Due to dry conditions in the vault the organic waste, mainly consisting of worked wood, leather (shoes) and textiles had been extremely well preserved, and four of the linen fragments resemble modern bras. The criterion is the presence of distinct cut cups – in contrast to antique Greek or Roman breast bands, simple strips of cloth or leather wound around the breasts and designed to flatten rather than enhance.
There are some written
medieval sources on possible female breast support, but they are rather vague on the topic. Henri de Mondeville, surgeon to Philip the Fair of France and his successor Louis X, wrote in his
Cyrurgia in 1312–20: “Some women… insert two bags in their dresses, adjusted to the breasts, fitting tight, and they put them [the breasts] into them [the bags] every morning and fasten them when possible with a matching band.”

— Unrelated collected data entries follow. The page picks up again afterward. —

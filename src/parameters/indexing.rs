//! Growth-rate selection for indexed parameters
//!
//! The two earnings-cap parameters follow wage growth; every other indexed
//! parameter follows price inflation.

use serde::{Deserialize, Serialize};

use crate::error::{ParameterError, Result};

/// Parameters indexed to wage growth rather than price inflation
pub const WAGE_INDEXED_PARAMS: [&str; 2] = ["_SS_Earnings_c", "_SS_Earnings_thd"];

/// Whether `name` is one of the wage-indexed earnings caps.
///
/// Names are matched with or without their leading underscore.
pub fn is_wage_indexed(name: &str) -> bool {
    WAGE_INDEXED_PARAMS
        .iter()
        .any(|w| *w == name || w.trim_start_matches('_') == name)
}

/// Annual growth-rate series supplied by the host.
///
/// Element `i` is the decimal growth from year `start_year + i` to the next
/// year. Either series may be absent, in which case parameters that would
/// use it are carried forward flat.
#[derive(Debug, Clone, Default, PartialEq, Serialize, Deserialize)]
pub struct GrowthRates {
    pub inflation: Option<Vec<f64>>,
    pub wage_growth: Option<Vec<f64>>,
}

impl GrowthRates {
    /// No indexing at all
    pub fn none() -> Self {
        Self::default()
    }

    /// The same constant rate for both series over `years` years
    pub fn constant(rate: f64, years: usize) -> Self {
        Self {
            inflation: Some(vec![rate; years]),
            wage_growth: Some(vec![rate; years]),
        }
    }

    pub fn inflation_rates(&self) -> Option<&[f64]> {
        self.inflation.as_deref()
    }

    pub fn wage_growth_rates(&self) -> Option<&[f64]> {
        self.wage_growth.as_deref()
    }
}

/// Resolves which rate series applies to a parameter and which years of it
#[derive(Debug, Clone, Copy)]
pub struct IndexingResolver<'a> {
    rates: &'a GrowthRates,
    start_year: i32,
}

impl<'a> IndexingResolver<'a> {
    pub fn new(rates: &'a GrowthRates, start_year: i32) -> Self {
        Self { rates, start_year }
    }

    /// Full rate series for a parameter, if the host supplied one
    pub fn rates_for(&self, name: &str) -> Option<&'a [f64]> {
        if is_wage_indexed(name) {
            self.rates.wage_growth_rates()
        } else {
            self.rates.inflation_rates()
        }
    }

    /// Rates for the `window_len` years starting at `year`.
    ///
    /// The slice stops early when the series ends; expansion only needs
    /// `window_len - 1` of them and reports a shortfall itself.
    pub fn rates_for_reform_window(
        &self,
        name: &str,
        year: i32,
        window_len: usize,
    ) -> Result<Option<Vec<f64>>> {
        let rates = match self.rates_for(name) {
            Some(rates) => rates,
            None => return Ok(None),
        };
        let offset = usize::try_from(year - self.start_year).map_err(|_| {
            ParameterError::InvalidReform(format!(
                "year {} precedes first parameter year {}",
                year, self.start_year
            ))
        })?;
        let end = (offset + window_len).min(rates.len());
        let start = offset.min(end);
        Ok(Some(rates[start..end].to_vec()))
    }
}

These ‘bags’ served the same purpose as antique breast bands – that is to contain two large breasts. However, the “shirts with bags in which they put their breasts” that Konrad Stolle complained about in his chronicle of Thuringia and Erfurt in 1480 seem to have obtained the opposite effect, as he concludes his description with the words “all indecent”.
An unknown 15th-century author of southern Germany was definitely referring to breast-enhancement in his satirical poem as he wrote: “Many [a woman] makes two breastbags [bags for the breasts], with them she roams the streets, so that all the young men that look at her, can see her beautiful breasts; But whose breasts are too large, makes tight pouches, so there is no gossip in the city about her big breasts.” As we can see, medieval bras worked both ways."